━━━ THE INPUT

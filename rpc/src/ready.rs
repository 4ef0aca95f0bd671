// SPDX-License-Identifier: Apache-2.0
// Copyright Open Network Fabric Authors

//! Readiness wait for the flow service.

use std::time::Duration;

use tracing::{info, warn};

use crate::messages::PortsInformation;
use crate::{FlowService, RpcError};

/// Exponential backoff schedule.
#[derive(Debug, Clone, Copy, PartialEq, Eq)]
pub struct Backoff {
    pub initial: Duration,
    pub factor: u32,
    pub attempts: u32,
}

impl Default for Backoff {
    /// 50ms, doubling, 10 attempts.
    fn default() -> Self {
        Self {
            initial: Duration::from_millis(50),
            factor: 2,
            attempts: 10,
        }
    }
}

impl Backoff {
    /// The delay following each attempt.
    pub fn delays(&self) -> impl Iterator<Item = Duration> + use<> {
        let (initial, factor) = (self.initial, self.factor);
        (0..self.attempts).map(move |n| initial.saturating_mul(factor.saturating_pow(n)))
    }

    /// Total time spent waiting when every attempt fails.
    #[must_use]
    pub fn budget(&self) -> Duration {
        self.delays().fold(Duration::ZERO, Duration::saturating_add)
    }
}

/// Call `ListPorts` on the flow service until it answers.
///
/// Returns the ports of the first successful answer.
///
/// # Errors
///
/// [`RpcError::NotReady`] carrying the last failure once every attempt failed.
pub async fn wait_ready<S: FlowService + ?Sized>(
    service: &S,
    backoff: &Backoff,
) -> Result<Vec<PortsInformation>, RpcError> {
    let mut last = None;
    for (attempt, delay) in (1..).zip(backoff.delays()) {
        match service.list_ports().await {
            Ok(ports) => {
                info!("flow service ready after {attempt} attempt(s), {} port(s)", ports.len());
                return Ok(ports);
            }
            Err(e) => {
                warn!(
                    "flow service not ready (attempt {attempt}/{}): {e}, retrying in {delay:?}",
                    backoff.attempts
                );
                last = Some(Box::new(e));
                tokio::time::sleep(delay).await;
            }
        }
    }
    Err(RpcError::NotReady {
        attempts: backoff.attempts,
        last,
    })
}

━━━━━━

TASK REQUIREMENTS
Go through the records line by line, and copy each line that holds the string "crate".

OUTPUT
use crate::messages::PortsInformation;
use crate::{FlowService, RpcError};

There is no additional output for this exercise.